Now, if you want to git diff or merge, you can simply clone the processed repository.
Or does something like this already exist on a 3rd party site?
Comments
Comment #1
sdboyer CreditAttribution: sdboyer commentedThis discussion started playing out on g.d.o. Capturing the relevant part of the thread:
sdboyer:
donquixote:
sdboyer:
donquixote:
Comment #2
donquixote CreditAttribution: donquixote commentedThanks!
Comment #3
sdboyer CreditAttribution: sdboyer commentedYou are seriously trying my patience. I am enormously in favor of having conversations about improving drupal.org and our Git infra, but when you simply blow past the crucial issues I've raised and keep on throwing crap out there without addressing my key questions, it goes from "potentially useful conversation" to "colossal waste of time."

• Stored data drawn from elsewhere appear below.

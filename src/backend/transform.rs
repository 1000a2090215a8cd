//! Built-in stylesheet transformation.
//!
//! Handles a small LESS subset: `//` line comments, top-level
//! `@variable: value;` definitions and their uses inside declaration values,
//! and optional compression. Imports are inlined by the caller before the
//! text reaches [`transform`].

use lightningcss::stylesheet::{ParserOptions, PrinterOptions, StyleSheet};
use std::collections::HashMap;

/// At-rules that are never treated as variable references.
const AT_RULES: &[&str] = &[
    "charset",
    "container",
    "counter-style",
    "document",
    "font-face",
    "font-feature-values",
    "import",
    "keyframes",
    "layer",
    "media",
    "namespace",
    "page",
    "plugin",
    "property",
    "supports",
    "viewport",
];

/// Transform stylesheet `source` into CSS.
///
/// Errors are returned as compiler messages carrying `line N, column M`.
pub fn transform(source: &str, compress: bool) -> Result<String, String> {
    let text = strip_line_comments(source);
    check_braces(&text)?;
    let (body, variables) = extract_variables(&text)?;
    let body = substitute(&body, &variables)?;
    if compress {
        compress_css(&body)
    } else {
        Ok(tidy(&body))
    }
}

fn position(text: &str, offset: usize) -> (usize, usize) {
    let before = &text[..offset];
    let line = before.matches('\n').count() + 1;
    let column = before.rfind('\n').map_or(offset, |nl| offset - nl - 1) + 1;
    (line, column)
}

fn is_ident_char(c: char) -> bool {
    c.is_ascii_alphanumeric() || c == '-' || c == '_'
}

/// Remove `//` comments outside strings and `url(...)`.
fn strip_line_comments(source: &str) -> String {
    let mut out = String::with_capacity(source.len());
    let mut chars = source.chars().peekable();
    let mut quote: Option<char> = None;
    let mut in_block = false;
    let mut parens = 0usize;

    while let Some(c) = chars.next() {
        if in_block {
            out.push(c);
            if c == '*' && chars.peek() == Some(&'/') {
                out.push('/');
                chars.next();
                in_block = false;
            }
            continue;
        }
        if let Some(q) = quote {
            out.push(c);
            if c == '\\' {
                if let Some(escaped) = chars.next() {
                    out.push(escaped);
                }
            } else if c == q {
                quote = None;
            }
            continue;
        }
        match c {
            '"' | '\'' => {
                quote = Some(c);
                out.push(c);
            }
            '(' => {
                parens += 1;
                out.push(c);
            }
            ')' => {
                parens = parens.saturating_sub(1);
                out.push(c);
            }
            '/' if chars.peek() == Some(&'*') => {
                in_block = true;
                out.push(c);
            }
            '/' if parens == 0 && chars.peek() == Some(&'/') => {
                while chars.peek().is_some_and(|&n| n != '\n') {
                    chars.next();
                }
            }
            _ => out.push(c),
        }
    }
    out
}

/// Scan outside strings and block comments, calling `visit(offset, char)`.
fn scan_code(text: &str, mut visit: impl FnMut(usize, char) -> Result<(), String>) -> Result<(), String> {
    let mut quote: Option<char> = None;
    let mut in_block = false;
    let mut escaped = false;
    let bytes = text.as_bytes();

    for (offset, c) in text.char_indices() {
        if in_block {
            if c == '/' && offset > 0 && bytes[offset - 1] == b'*' {
                in_block = false;
            }
            continue;
        }
        if let Some(q) = quote {
            if escaped {
                escaped = false;
            } else if c == '\\' {
                escaped = true;
            } else if c == q {
                quote = None;
            }
            continue;
        }
        match c {
            '"' | '\'' => quote = Some(c),
            '/' if bytes.get(offset + 1) == Some(&b'*') => in_block = true,
            _ => visit(offset, c)?,
        }
    }
    Ok(())
}

fn check_braces(text: &str) -> Result<(), String> {
    let mut open: Vec<usize> = Vec::new();
    scan_code(text, |offset, c| {
        match c {
            '{' => open.push(offset),
            '}' if open.pop().is_none() => {
                let (line, column) = position(text, offset);
                return Err(format!(
                    "ParseError: unexpected '}}' on line {}, column {}",
                    line, column
                ));
            }
            _ => {}
        }
        Ok(())
    })?;
    match open.last() {
        Some(&offset) => {
            let (line, column) = position(text, offset);
            Err(format!("ParseError: missing closing '}}' for block on line {}, column {}", line, column))
        }
        None => Ok(()),
    }
}

/// Pull out top-level `@name: value;` definitions.
///
/// Each definition is replaced by the newlines it spanned so that later
/// error positions keep their line numbers.
fn extract_variables(text: &str) -> Result<(String, HashMap<String, String>), String> {
    let mut variables: HashMap<String, String> = HashMap::new();
    let mut body = String::with_capacity(text.len());
    let mut depth = 0usize;
    let mut cursor = 0usize;
    let mut definitions: Vec<(usize, usize, String, usize)> = Vec::new();
    let mut statement_start = true;

    scan_code(text, |offset, c| {
        match c {
            '{' => {
                depth += 1;
                statement_start = true;
            }
            '}' => {
                depth = depth.saturating_sub(1);
                statement_start = true;
            }
            ';' => statement_start = true,
            '@' if depth == 0 && statement_start => {
                if let Some((end, name, value_start)) = parse_definition(text, offset) {
                    definitions.push((offset, end, name, value_start));
                }
                statement_start = false;
            }
            c if c.is_whitespace() => {}
            _ => statement_start = false,
        }
        Ok(())
    })?;

    for (start, end, name, value_start) in definitions {
        if start < cursor {
            continue;
        }
        let raw = text[value_start..end - 1].trim();
        let value = substitute_at(text, value_start, raw, &variables)?;
        body.push_str(&text[cursor..start]);
        body.extend(text[start..end].chars().filter(|&c| c == '\n'));
        variables.insert(name, value.trim().to_string());
        cursor = end;
    }
    body.push_str(&text[cursor..]);
    Ok((body, variables))
}

/// Parse `@name: value;` at `start`. Returns (end, name, value_start).
fn parse_definition(text: &str, start: usize) -> Option<(usize, String, usize)> {
    let rest = &text[start + 1..];
    let name_len = rest.find(|c: char| !is_ident_char(c)).unwrap_or(rest.len());
    if name_len == 0 {
        return None;
    }
    let name = &rest[..name_len];
    let after = &rest[name_len..];
    let colon = after.len() - after.trim_start().len();
    if !after[colon..].starts_with(':') {
        return None;
    }
    let value_start = start + 1 + name_len + colon + 1;
    let semicolon = text[value_start..].find([';', '{', '}'])?;
    if text.as_bytes()[value_start + semicolon] != b';' {
        return None;
    }
    Some((value_start + semicolon + 1, name.to_string(), value_start))
}

/// Substitute variables in a definition value found at `base` in `text`.
fn substitute_at(
    text: &str,
    base: usize,
    value: &str,
    variables: &HashMap<String, String>,
) -> Result<String, String> {
    let leading = text[base..].len() - text[base..].trim_start().len();
    replace_references(value, variables).map_err(|(offset, name)| {
        let (line, column) = position(text, base + leading + offset);
        undefined(&name, line, column)
    })
}

fn undefined(name: &str, line: usize, column: usize) -> String {
    format!("NameError: variable @{} is undefined on line {}, column {}", name, line, column)
}

/// Replace `@name` references in declaration values of `body`.
fn substitute(body: &str, variables: &HashMap<String, String>) -> Result<String, String> {
    let mut out = String::with_capacity(body.len());
    let mut last = 0usize;
    let mut in_value = false;
    let mut depth = 0usize;
    let mut pending: Vec<(usize, usize, String)> = Vec::new();

    scan_code(body, |offset, c| {
        match c {
            '{' => {
                depth += 1;
                in_value = false;
            }
            '}' => {
                depth = depth.saturating_sub(1);
                in_value = false;
            }
            ';' => in_value = false,
            ':' if depth > 0 => in_value = true,
            '@' => {
                let rest = &body[offset + 1..];
                let len = rest.find(|c: char| !is_ident_char(c)).unwrap_or(rest.len());
                let name = &rest[..len];
                if len == 0 || AT_RULES.contains(&name) {
                    return Ok(());
                }
                match variables.get(name) {
                    Some(value) => pending.push((offset, offset + 1 + len, value.clone())),
                    None if in_value => {
                        let (line, column) = position(body, offset);
                        return Err(undefined(name, line, column));
                    }
                    None => {}
                }
            }
            _ => {}
        }
        Ok(())
    })?;

    for (start, end, value) in pending {
        out.push_str(&body[last..start]);
        out.push_str(&value);
        last = end;
    }
    out.push_str(&body[last..]);
    Ok(out)
}

/// Replace every `@name` in `value`, reporting the first undefined one.
fn replace_references(
    value: &str,
    variables: &HashMap<String, String>,
) -> Result<String, (usize, String)> {
    let mut out = String::with_capacity(value.len());
    let mut rest = value;
    let mut consumed = 0usize;
    while let Some(at) = rest.find('@') {
        out.push_str(&rest[..at]);
        let tail = &rest[at + 1..];
        let len = tail.find(|c: char| !is_ident_char(c)).unwrap_or(tail.len());
        let name = &tail[..len];
        match variables.get(name) {
            Some(v) => out.push_str(v),
            None if len > 0 => return Err((consumed + at, name.to_string())),
            None => out.push('@'),
        }
        consumed += at + 1 + len;
        rest = &tail[len..];
    }
    out.push_str(rest);
    Ok(out)
}

/// Drop whitespace-only lines and trailing spaces.
fn tidy(body: &str) -> String {
    let lines: Vec<&str> =
        body.lines().map(str::trim_end).filter(|line| !line.is_empty()).collect();
    if lines.is_empty() {
        String::new()
    } else {
        let mut out = lines.join("\n");
        out.push('\n');
        out
    }
}

/// Print `body` as minified CSS.
fn compress_css(body: &str) -> Result<String, String> {
    let sheet = StyleSheet::parse(body, ParserOptions::default()).map_err(|e| match &e.loc {
        Some(loc) => {
            format!("ParseError: {} on line {}, column {}", e.kind, loc.line + 1, loc.column)
        }
        None => format!("ParseError: {}", e.kind),
    })?;
    let printed = sheet
        .to_css(PrinterOptions { minify: true, ..PrinterOptions::default() })
        .map_err(|e| format!("PrintError: {}", e))?;
    Ok(printed.code)
}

Please read what I have written. .info file modifications in Git are pointless and stupid. It is a solved problem - git_deploy. That is a *FAR* better solution than introducing a whole new network of repositories. I've said it twice now, and you blow right past it. Putting those modifications in Git is like giving someone a rusty compass when they're already carrying a portable GPS.
Wrong. I can tell you: a test will indicate this is trivial in system resource terms. The problem is the total-system complexity this would introduce. Without some significant, defined benefit, there is *no* way this is worth it.
As for doing this just off of tags, rather than on every branch tip, yes, that's less insane. But it's still pretty pointless. Which brings us back to my question - another you blew right past - What problem are you trying to solve?
I'm sorry, but until you (or someone else) can answer the question of what problem this solves, providing specific use cases/legal arguments (re: LICENSE.txt), this proposal is dead in the water.
Comment #4
sdboyer CreditAttribution: sdboyer commentedupdating the status to reflect "dead in the water"
Comment #5
Damien Tournoud CreditAttribution: Damien Tournoud commentedAlso see #806484: Expose Git repositories containing only releases, to be used for deployment, which I believe is the original intend.
Comment #6
donquixote CreditAttribution: donquixote commented@Damien Tournoud,
More or less the same idea. No mention of LICENSE.txt, though. How important do you consider the LICENSE.txt?
@sdboyer,
The benefit within your "dog" context would be the added LICENSE.txt.
Is this relevant? I dunno. You assume yourself this is a "small enough problem that we can deal with it". Others might disagree. Personally I don't know.
But if someone would give you the LICENSE.txt for free, then I imagine you would probably take it.
Outside of the "dog" context, these release repos would allow people to download individual modules with git, and avoid some of the git noise this would bring if the LICENSE.txt was missing.
Just consider some people might play with git occasionally, until they feel confident enough to switch the entire project's workflow.
Again this benefit (of less noise in changesets) is quite small, but if you get it "for free", then why not.
So, we have this "small, maybe irrelevant" benefits vs a "simply not feasible, period" implementation / maintenance / whatever cost.
We found that the "simply not feasible, period" is wrong. The "for free" is also wrong, but if someone (Damien) already made it, then for anyone else it can be regarded as "for free".
Comment #7
donquixote CreditAttribution: donquixote commentedBtw..
the $Id$ is no longer expanded in git, but it is expanded in all tarballs that were generated for previous releases. And it is expanded in installed modules on existing sites.
My own use case was exactly this:
I wanted to use git to compare an older version of a module to the respective version in git, to find if and where it is locally modified.
This proved to be quite a pain, because the git version did not have the $Id$ expanded, etc.
I know there are other ways to do this kind of comparison:
- the "hacked" module
- drush dl the old version to some folder and then compare
- drush dl the old version, and then create my own git repo
But at this time I really wanted to find out what is possible with git.